A lengthy introduction sets out the author’s themes. He intends to explore the working conditions of tattooists — “the techniques used by commercial tattooists to advance their individual careers and quality of work as entrepreneurial image makers” — during the twentieth century. Jelinski explains that in earlier years few tattooists had the skills and confidence to tattoo freehand. Instead, they relied on “flash”: pre-made, standardized tattoo designs that were applied to a customer’s skin as stencils and then traced over with a tattoo machine. Hearts, scrolls, women, flowers, animals, flags — the kinds of images that were also popular on picture postcards and product packaging — were standard flash items and were often traded between practitioners. Tattoo equipment evolved over the century, particularly after the introduction of electric machines.
Initially, authorities in Canadian cities regarded tattooing as a dubious procedure, liable to spread infection and practised by suspicious characters. The book’s first chapter covers attempts by police, politicians, and public-health officials to regulate the activity. The second chapter expands this thesis with an exhaustive look at one particular tattooist, “Sailor Joe” Simmons, a truly fishy character who, over his lifetime, was pursued by both Canadian and American police forces for various petty crimes. Sailor Joe left a satisfying trail of court records and newspaper exposes that Jelinski has mined extensively.
There is a change of pace in the next chapter, which looks at tattooing activity in Vancouver and Victoria, coastal cities where the practice flourished among bored sailors on shore leave. This enables Jelinski to document the slow improvement of tattooists’ workspaces, from rooming houses, to penny arcades, to tattoo shops, barber shops, and, eventually, an art gallery.
After exploring tattooing activity in Halifax, Jelinski takes the story up to the 1970s and 1980s, during which commercial tattooing began to enter the art world. Toronto painter Aba Bayefsky was a significant bridge between the worlds of tattooing and art. He taught at the Ontario College of Art (now OCAD University) and created a series of works in the 1970s and 1980s that depicted tattooed bodies, both of his friends and of men he met in Japan. By that time, several tattoo artists had moved on from flash images to imaginative customized designs. One of Bayefsky’s favourite subjects was William Freeman, a tattooist who chose to have his whole body covered in designs, including his face, head, and hands.

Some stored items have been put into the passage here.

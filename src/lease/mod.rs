mod header;
mod http_client;
mod http_server;
mod in_memory;
mod lessor;
mod messages;
mod round_tripper;
mod status;

pub use header::HeaderFiller;
pub use header::RaftStatus;
pub use http_client::LeaseClientError;
pub use http_client::LeaseForwardClient;
pub use http_server::bind_listener;
pub use http_server::LeaseHandler;
pub use http_server::LeaseHttpServer;
pub use http_server::DEFAULT_APPLY_TIMEOUT;
pub use in_memory::InMemoryLessor;
pub use lessor::Lease;
pub use lessor::LeaseError;
pub use lessor::LeaseId;
pub use lessor::Lessor;
pub use messages::MessageError;
pub use messages::RenewRequest;
pub use messages::RenewResponse;
pub use messages::ResponseHeader;
pub use messages::TimeToLiveRequest;
pub use messages::TimeToLiveResponse;
pub use round_tripper::HyperRoundTripper;
pub use round_tripper::RoundTripper;
pub use round_tripper::TransportError;
pub use status::LEASE_INTERNAL_PREFIX;
pub use status::LEASE_PREFIX;
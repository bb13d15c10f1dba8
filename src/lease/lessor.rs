use std::fmt;
use tokio::time::Duration;

#[derive(Copy, Clone, Hash, Eq, PartialEq, Ord, PartialOrd)]
pub struct LeaseId(i64);

impl LeaseId {
    pub fn new(id: i64) -> Self {
        LeaseId(id)
    }

    pub fn as_i64(&self) -> i64 {
        self.0
    }
}

impl fmt::Debug for LeaseId {
    fn fmt(&self, f: &mut fmt::Formatter<'_>) -> fmt::Result {
        write!(f, "{:016x}", self.0)
    }
}

/// Lease is a snapshot of a lease as held by the lessor.
#[derive(Clone, Debug, PartialEq)]
pub struct Lease {
    pub(crate) id: LeaseId,
    pub(crate) ttl: i64,
    pub(crate) remaining: Duration,
    pub(crate) keys: Vec<String>,
}

impl Lease {
    pub fn new(id: LeaseId, ttl: i64, remaining: Duration, keys: Vec<String>) -> Self {
        Lease {
            id,
            ttl,
            remaining,
            keys,
        }
    }

    pub fn id(&self) -> LeaseId {
        self.id
    }

    /// Granted TTL in seconds.
    pub fn ttl(&self) -> i64 {
        self.ttl
    }

    pub fn remaining(&self) -> Duration {
        self.remaining
    }

    pub fn keys(&self) -> &[String] {
        &self.keys
    }
}

#[derive(Debug, Clone, PartialEq, thiserror::Error)]
pub enum LeaseError {
    #[error("lease not found")]
    NotFound,
    #[error("lease already exists")]
    LeaseExists,
    #[error("lease expired")]
    Expired,
}

/// Lessor owns the lease table. Implementations do their own locking.
pub trait Lessor: Send + Sync {
    /// Renews the lease and returns its TTL in seconds.
    fn renew(&self, id: LeaseId) -> Result<i64, LeaseError>;

    fn lookup(&self, id: LeaseId) -> Option<Lease>;
}

impl<L: Lessor + ?Sized> Lessor for std::sync::Arc<L> {
    fn renew(&self, id: LeaseId) -> Result<i64, LeaseError> {
        (**self).renew(id)
    }

    fn lookup(&self, id: LeaseId) -> Option<Lease> {
        (**self).lookup(id)
    }
}
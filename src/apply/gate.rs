use crate::apply::{ApplyWait, ApplyWaitError};
use std::sync::Arc;

/// ApplyGate is the readiness barrier a request handler passes before trusting local state.
#[async_trait::async_trait]
pub trait ApplyGate: Send + Sync {
    /// Resolves once the local node has applied everything the caller may have observed.
    async fn wait_for_applied(&self) -> Result<(), ApplyWaitError>;
}

#[async_trait::async_trait]
impl<G: ApplyGate + ?Sized> ApplyGate for Arc<G> {
    async fn wait_for_applied(&self) -> Result<(), ApplyWaitError> {
        (**self).wait_for_applied().await
    }
}

/// CommittedIndexGate waits until the apply loop catches up to the commit index as it stood when
/// the wait began.
pub struct CommittedIndexGate<F> {
    apply_wait: Arc<ApplyWait>,
    committed_index: F,
}

impl<F> CommittedIndexGate<F>
where
    F: Fn() -> u64 + Send + Sync,
{
    pub fn new(apply_wait: Arc<ApplyWait>, committed_index: F) -> Self {
        CommittedIndexGate {
            apply_wait,
            committed_index,
        }
    }
}

#[async_trait::async_trait]
impl<F> ApplyGate for CommittedIndexGate<F>
where
    F: Fn() -> u64 + Send + Sync,
{
    async fn wait_for_applied(&self) -> Result<(), ApplyWaitError> {
        let index = (self.committed_index)();
        self.apply_wait.wait(index).wait().await
    }
}
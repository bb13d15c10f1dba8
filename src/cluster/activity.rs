use crate::cluster::ReplicaId;
use std::collections::HashMap;
use std::sync::RwLock;
use tokio::time::Instant;

/// PeerActivity is the narrow view of the peer transport that connectivity checks need.
pub trait PeerActivity {
    /// Time since which the stream to `id` has been continuously up. `None` if the peer is
    /// unknown or not currently connected.
    fn active_since(&self, id: &ReplicaId) -> Option<Instant>;
}

impl<T: PeerActivity + ?Sized> PeerActivity for &T {
    fn active_since(&self, id: &ReplicaId) -> Option<Instant> {
        (**self).active_since(id)
    }
}

impl<T: PeerActivity + ?Sized> PeerActivity for std::sync::Arc<T> {
    fn active_since(&self, id: &ReplicaId) -> Option<Instant> {
        (**self).active_since(id)
    }
}

/// PeerActivityTable is the bookkeeping a transport does as peer streams go up and down.
#[derive(Default)]
pub struct PeerActivityTable {
    active: RwLock<HashMap<ReplicaId, Instant>>,
}

impl PeerActivityTable {
    pub fn new() -> Self {
        Self::default()
    }

    /// Marks `id` as connected at `at`. A peer that is already active keeps its original
    /// timestamp, since the connection has been up the whole time.
    pub fn activate(&self, id: ReplicaId, at: Instant) {
        self.active
            .write()
            .expect("PeerActivityTable.activate() lock poison")
            .entry(id)
            .or_insert(at);
    }

    pub fn deactivate(&self, id: &ReplicaId) {
        self.active
            .write()
            .expect("PeerActivityTable.deactivate() lock poison")
            .remove(id);
    }
}

impl PeerActivity for PeerActivityTable {
    fn active_since(&self, id: &ReplicaId) -> Option<Instant> {
        self.active
            .read()
            .expect("PeerActivityTable.active_since() lock poison")
            .get(id)
            .copied()
    }
}
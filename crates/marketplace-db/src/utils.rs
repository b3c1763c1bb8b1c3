//! Shared utility functions

use chrono::{DateTime, Utc};

/// Parse a datetime string (RFC3339 format) or return current time
///
/// Rows written by this crate always carry RFC3339 timestamps; the fallback
/// only matters for rows edited by hand.
pub fn parse_datetime_or_now(s: &str) -> DateTime<Utc> {
    chrono::DateTime::parse_from_rfc3339(s)
        .map(|dt| dt.with_timezone(&Utc))
        .unwrap_or_else(|_| Utc::now())
}

/// Convert a Unix timestamp (seconds) to a UTC datetime, clamping invalid values to the epoch
pub fn datetime_from_unix(secs: i64) -> DateTime<Utc> {
    DateTime::from_timestamp(secs, 0).unwrap_or(DateTime::<Utc>::UNIX_EPOCH)
}

/// Round a monetary amount to two decimal places
pub fn round_money(amount: f64) -> f64 {
    (amount * 100.0).round() / 100.0
}

#[cfg(test)]
mod tests {
    use super::*;

    #[test]
    fn test_parse_datetime_or_now() {
        let valid_time = "2024-01-01T12:00:00Z";
        let parsed = parse_datetime_or_now(valid_time);
        assert_eq!(parsed.to_rfc3339(), "2024-01-01T12:00:00+00:00");

        // Invalid time should return current time (just check it doesn't panic)
        let invalid_time = "invalid";
        let now_before = Utc::now();
        let parsed = parse_datetime_or_now(invalid_time);
        let now_after = Utc::now();
        assert!(parsed >= now_before && parsed <= now_after);
    }

    #[test]
    fn test_datetime_from_unix() {
        assert_eq!(
            datetime_from_unix(1_704_110_400).to_rfc3339(),
            "2024-01-01T12:00:00+00:00"
        );
        assert_eq!(datetime_from_unix(i64::MAX), DateTime::<Utc>::UNIX_EPOCH);
    }

    #[test]
    fn test_round_money() {
        assert_eq!(round_money(10.0 * 3.0), 30.0);
        assert_eq!(round_money(0.1 + 0.2), 0.3);
        assert_eq!(round_money(19.999), 20.0);
    }
}
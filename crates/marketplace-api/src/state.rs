//! Application state

use marketplace_auth::{AuthGate, TokenBlacklist, TokenIssuer};
use marketplace_db::Repository;
use metrics_exporter_prometheus::PrometheusHandle;
use std::sync::Arc;

/// Handle used to render the Prometheus scrape output
pub type MetricsHandle = PrometheusHandle;

/// Application state shared across handlers
#[derive(Clone)]
pub struct AppState {
    pub repo: Arc<dyn Repository>,
    pub tokens: Arc<TokenIssuer>,
    pub blacklist: TokenBlacklist,
    pub gate: AuthGate,
    /// Whether `DELETE /seller/clear` may wipe the store
    pub allow_clear: bool,
}

impl AppState {
    pub fn new(repo: Arc<dyn Repository>, tokens: Arc<TokenIssuer>, allow_clear: bool) -> Self {
        let blacklist = TokenBlacklist::new(repo.clone());
        let gate = AuthGate::new(tokens.clone(), blacklist.clone(), repo.clone());
        Self {
            repo,
            tokens,
            blacklist,
            gate,
            allow_clear,
        }
    }
}
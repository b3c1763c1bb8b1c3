//! Request authorization
//!
//! The gate resolves a presented token into a live buyer or seller. Every
//! protected request goes through the same steps: extract, verify, check
//! the blacklist, then look the subject up in the repository.

use http::HeaderMap;
use http::header::AUTHORIZATION;
use marketplace_db::{Repository, Seller, User};
use std::sync::Arc;
use tracing::{debug, warn};

use crate::blacklist::TokenBlacklist;
use crate::error::AuthError;
use crate::jwt::{Claims, PrincipalKind, TokenClass, TokenIssuer};

/// Header the login response uses to hand out the access token
pub const ACCESS_TOKEN_HEADER: &str = "access_token";
/// Header the login response uses to hand out the refresh token
pub const REFRESH_TOKEN_HEADER: &str = "refresh_token";

/// Buyer resolved from a valid token
#[derive(Debug, Clone)]
pub struct AuthenticatedUser {
    pub user: User,
    pub claims: Claims,
}

/// Seller resolved from a valid token
#[derive(Debug, Clone)]
pub struct AuthenticatedSeller {
    pub seller: Seller,
    pub claims: Claims,
}

fn bearer(headers: &HeaderMap) -> Option<&str> {
    let value = headers.get(AUTHORIZATION)?.to_str().ok()?;
    let token = value
        .strip_prefix("Bearer ")
        .or_else(|| value.strip_prefix("bearer "))?
        .trim();
    (!token.is_empty()).then_some(token)
}

fn named_header<'a>(headers: &'a HeaderMap, name: &str) -> Option<&'a str> {
    let token = headers.get(name)?.to_str().ok()?.trim();
    (!token.is_empty()).then_some(token)
}

/// Access token from `Authorization: Bearer`, falling back to the
/// `access_token` header
pub fn extract_bearer_token(headers: &HeaderMap) -> Option<&str> {
    bearer(headers).or_else(|| named_header(headers, ACCESS_TOKEN_HEADER))
}

/// Refresh token from the `refresh_token` header, falling back to
/// `Authorization: Bearer`
pub fn extract_refresh_token(headers: &HeaderMap) -> Option<&str> {
    named_header(headers, REFRESH_TOKEN_HEADER).or_else(|| bearer(headers))
}

#[derive(Clone)]
pub struct AuthGate {
    issuer: Arc<TokenIssuer>,
    blacklist: TokenBlacklist,
    repo: Arc<dyn Repository>,
}

impl AuthGate {
    pub fn new(
        issuer: Arc<TokenIssuer>,
        blacklist: TokenBlacklist,
        repo: Arc<dyn Repository>,
    ) -> Self {
        Self {
            issuer,
            blacklist,
            repo,
        }
    }

    /// Authorize a buyer request from its headers
    pub async fn authorize_buyer(&self, headers: &HeaderMap) -> Result<AuthenticatedUser, AuthError> {
        let token = extract_bearer_token(headers).ok_or(AuthError::MissingToken)?;
        self.resolve_user(token, TokenClass::Access).await
    }

    /// Authorize a seller request from its headers
    pub async fn authorize_seller(
        &self,
        headers: &HeaderMap,
    ) -> Result<AuthenticatedSeller, AuthError> {
        let token = extract_bearer_token(headers).ok_or(AuthError::MissingToken)?;
        self.resolve_seller(token, TokenClass::Access).await
    }

    /// Resolve a buyer from a token of the given class
    pub async fn resolve_user(
        &self,
        token: &str,
        class: TokenClass,
    ) -> Result<AuthenticatedUser, AuthError> {
        let claims = self.check(token, PrincipalKind::User, class).await?;
        let user = self
            .repo
            .find_user_by_email(&claims.sub)
            .await?
            .ok_or_else(|| {
                warn!("Token subject {} is not a known buyer", claims.sub);
                AuthError::UnknownIdentity
            })?;

        debug!("Authenticated buyer: {} ({})", user.email, user.id);
        Ok(AuthenticatedUser { user, claims })
    }

    /// Resolve a seller from a token of the given class
    pub async fn resolve_seller(
        &self,
        token: &str,
        class: TokenClass,
    ) -> Result<AuthenticatedSeller, AuthError> {
        let claims = self.check(token, PrincipalKind::Seller, class).await?;
        let seller = self
            .repo
            .find_seller_by_email(&claims.sub)
            .await?
            .ok_or_else(|| {
                warn!("Token subject {} is not a known seller", claims.sub);
                AuthError::UnknownIdentity
            })?;

        debug!("Authenticated seller: {} ({})", seller.email, seller.id);
        Ok(AuthenticatedSeller { seller, claims })
    }

    async fn check(
        &self,
        token: &str,
        kind: PrincipalKind,
        class: TokenClass,
    ) -> Result<Claims, AuthError> {
        let claims = self.issuer.verify_as(token, kind, class).inspect_err(|e| {
            warn!("Rejected {} token: {}", kind, e);
        })?;

        if self.blacklist.contains(&claims).await? {
            warn!("Rejected revoked token {} for {}", claims.jti, claims.sub);
            return Err(AuthError::RevokedToken);
        }

        Ok(claims)
    }
}

#[cfg(test)]
mod tests {
    use super::*;
    use crate::jwt::tests::config;
    use crate::password::hash_password;
    use http::HeaderValue;
    use marketplace_db::{Database, NewSeller, NewUser};

    struct Fixture {
        gate: AuthGate,
        issuer: Arc<TokenIssuer>,
        blacklist: TokenBlacklist,
        repo: Arc<dyn Repository>,
    }

    async fn fixture() -> Fixture {
        let repo: Arc<dyn Repository> = Arc::new(Database::in_memory().await.unwrap());
        let issuer = Arc::new(TokenIssuer::new(&config("gate-secret")).unwrap());
        let blacklist = TokenBlacklist::new(repo.clone());
        let gate = AuthGate::new(issuer.clone(), blacklist.clone(), repo.clone());

        repo.create_user(NewUser {
            name: "Buyer".to_string(),
            email: "buyer@example.com".to_string(),
            password_hash: hash_password("password123").unwrap(),
        })
        .await
        .unwrap();
        repo.create_seller(NewSeller {
            name: "Seller".to_string(),
            email: "seller@example.com".to_string(),
            password_hash: hash_password("password123").unwrap(),
        })
        .await
        .unwrap();

        Fixture {
            gate,
            issuer,
            blacklist,
            repo,
        }
    }

    fn bearer_headers(token: &str) -> HeaderMap {
        let mut headers = HeaderMap::new();
        headers.insert(
            AUTHORIZATION,
            HeaderValue::from_str(&format!("Bearer {}", token)).unwrap(),
        );
        headers
    }

    #[test]
    fn test_extract_tokens() {
        let mut headers = HeaderMap::new();
        assert!(extract_bearer_token(&headers).is_none());

        headers.insert(ACCESS_TOKEN_HEADER, HeaderValue::from_static("from-header"));
        assert_eq!(extract_bearer_token(&headers), Some("from-header"));

        headers.insert(AUTHORIZATION, HeaderValue::from_static("Bearer from-bearer"));
        assert_eq!(extract_bearer_token(&headers), Some("from-bearer"));

        headers.insert(REFRESH_TOKEN_HEADER, HeaderValue::from_static("refresh"));
        assert_eq!(extract_refresh_token(&headers), Some("refresh"));

        let mut basic = HeaderMap::new();
        basic.insert(AUTHORIZATION, HeaderValue::from_static("Basic dXNlcjpwYXNz"));
        assert!(extract_bearer_token(&basic).is_none());
    }

    #[tokio::test]
    async fn test_buyer_flow() {
        let f = fixture().await;
        let pair = f.issuer.issue_pair(PrincipalKind::User, "buyer@example.com").unwrap();

        let auth = f.gate.authorize_buyer(&bearer_headers(&pair.access.token)).await.unwrap();
        assert_eq!(auth.user.email, "buyer@example.com");

        let err = f.gate.authorize_buyer(&HeaderMap::new()).await.unwrap_err();
        assert_eq!(err.reason(), Some("no_token"));

        let err = f
            .gate
            .authorize_buyer(&bearer_headers(&pair.refresh.token))
            .await
            .unwrap_err();
        assert_eq!(err.reason(), Some("invalid"));

        let refreshed = f.gate.resolve_user(&pair.refresh.token, TokenClass::Refresh).await.unwrap();
        assert_eq!(refreshed.user.email, "buyer@example.com");
    }

    #[tokio::test]
    async fn test_seller_token_rejected_by_buyer_gate() {
        let f = fixture().await;
        let seller_token = f
            .issuer
            .issue_access_token(PrincipalKind::Seller, "seller@example.com")
            .unwrap();

        let err = f
            .gate
            .authorize_buyer(&bearer_headers(&seller_token.token))
            .await
            .unwrap_err();
        assert_eq!(err.reason(), Some("invalid"));

        let ok = f
            .gate
            .authorize_seller(&bearer_headers(&seller_token.token))
            .await
            .unwrap();
        assert_eq!(ok.seller.email, "seller@example.com");
    }

    #[tokio::test]
    async fn test_revoked_token() {
        let f = fixture().await;
        let token = f
            .issuer
            .issue_access_token(PrincipalKind::User, "buyer@example.com")
            .unwrap();
        let headers = bearer_headers(&token.token);

        assert!(f.gate.authorize_buyer(&headers).await.is_ok());

        f.blacklist.add(&token.claims).await.unwrap();
        // Signature and expiry still pass on their own
        assert!(f.issuer.verify(&token.token).is_ok());

        let err = f.gate.authorize_buyer(&headers).await.unwrap_err();
        assert_eq!(err.reason(), Some("revoked"));
    }

    #[tokio::test]
    async fn test_unknown_identity() {
        let f = fixture().await;
        let token = f
            .issuer
            .issue_access_token(PrincipalKind::User, "ghost@example.com")
            .unwrap();

        let err = f.gate.authorize_buyer(&bearer_headers(&token.token)).await.unwrap_err();
        assert_eq!(err.reason(), Some("unknown_identity"));

        f.repo.clear_all().await.unwrap();
        let token = f
            .issuer
            .issue_access_token(PrincipalKind::User, "buyer@example.com")
            .unwrap();
        let err = f.gate.authorize_buyer(&bearer_headers(&token.token)).await.unwrap_err();
        assert_eq!(err.reason(), Some("unknown_identity"));
    }

    #[tokio::test]
    async fn test_foreign_secret_is_invalid() {
        let f = fixture().await;
        let other = TokenIssuer::new(&config("other-secret")).unwrap();
        let token = other
            .issue_access_token(PrincipalKind::User, "buyer@example.com")
            .unwrap();

        let err = f.gate.authorize_buyer(&bearer_headers(&token.token)).await.unwrap_err();
        assert!(matches!(err, AuthError::InvalidSignature));
        assert_eq!(err.reason(), Some("invalid"));
    }
}
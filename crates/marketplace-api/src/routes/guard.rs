//! Authorization middleware and identity extractors
//!
//! `require_buyer` / `require_seller` are installed with `route_layer` on the
//! protected groups. They resolve the caller through the [`AuthGate`] and
//! store the identity in request extensions, where the [`Buyer`] and
//! [`SellerAccount`] extractors pick it up.
//!
//! [`AuthGate`]: marketplace_auth::AuthGate

use axum::{
    extract::{FromRequestParts, Request, State},
    http::request::Parts,
    middleware::Next,
    response::Response,
};
use marketplace_auth::{AuthError, AuthenticatedSeller, AuthenticatedUser};
use tracing::debug;

use crate::error::ApiError;
use crate::state::AppState;

fn rejected(err: AuthError) -> ApiError {
    if let Some(reason) = err.reason() {
        metrics::counter!("marketplace_auth_rejections_total", "reason" => reason).increment(1);
    }
    err.into()
}

/// Gate for buyer routes
pub async fn require_buyer(
    State(state): State<AppState>,
    mut request: Request,
    next: Next,
) -> Result<Response, ApiError> {
    let auth = state
        .gate
        .authorize_buyer(request.headers())
        .await
        .map_err(rejected)?;

    debug!("{} {} as buyer {}", request.method(), request.uri().path(), auth.user.id);
    request.extensions_mut().insert(auth);
    Ok(next.run(request).await)
}

/// Gate for seller routes
pub async fn require_seller(
    State(state): State<AppState>,
    mut request: Request,
    next: Next,
) -> Result<Response, ApiError> {
    let auth = state
        .gate
        .authorize_seller(request.headers())
        .await
        .map_err(rejected)?;

    debug!("{} {} as seller {}", request.method(), request.uri().path(), auth.seller.id);
    request.extensions_mut().insert(auth);
    Ok(next.run(request).await)
}

/// Buyer resolved by [`require_buyer`]
pub struct Buyer(pub AuthenticatedUser);

impl<S> FromRequestParts<S> for Buyer
where
    S: Send + Sync,
{
    type Rejection = ApiError;

    async fn from_request_parts(parts: &mut Parts, _state: &S) -> Result<Self, Self::Rejection> {
        parts
            .extensions
            .get::<AuthenticatedUser>()
            .cloned()
            .map(Buyer)
            .ok_or_else(|| AuthError::MissingToken.into())
    }
}

/// Seller resolved by [`require_seller`]
pub struct SellerAccount(pub AuthenticatedSeller);

impl<S> FromRequestParts<S> for SellerAccount
where
    S: Send + Sync,
{
    type Rejection = ApiError;

    async fn from_request_parts(parts: &mut Parts, _state: &S) -> Result<Self, Self::Rejection> {
        parts
            .extensions
            .get::<AuthenticatedSeller>()
            .cloned()
            .map(SellerAccount)
            .ok_or_else(|| AuthError::MissingToken.into())
    }
}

By the 1990s, tattoos were creeping into the mainstream. In 1993, Montreal’s upscale Queen Elizabeth Hotel hosted an “International Tattoo Expo” that was attended by three thousand people. This event is featured in Jelinski’s epilogue, although the author takes the story no further. He has not covered the explosive growth of the industry since then or explained how tatting moved so fast from the back streets to Main Street. Today, tattoo shops seem to be as ubiquitous as hair salons. Every self-respecting hipster seems to have at least one, and Pinterest offers its followers “120 Best Taylor Swift tattoo ideas.”
Jelinski has given us a deeply respectful study of the tattooing industry. While Needle Work is not a particularly accessible book, copious fascinating illustrations demonstrate the evolution of the activity and its practitioners.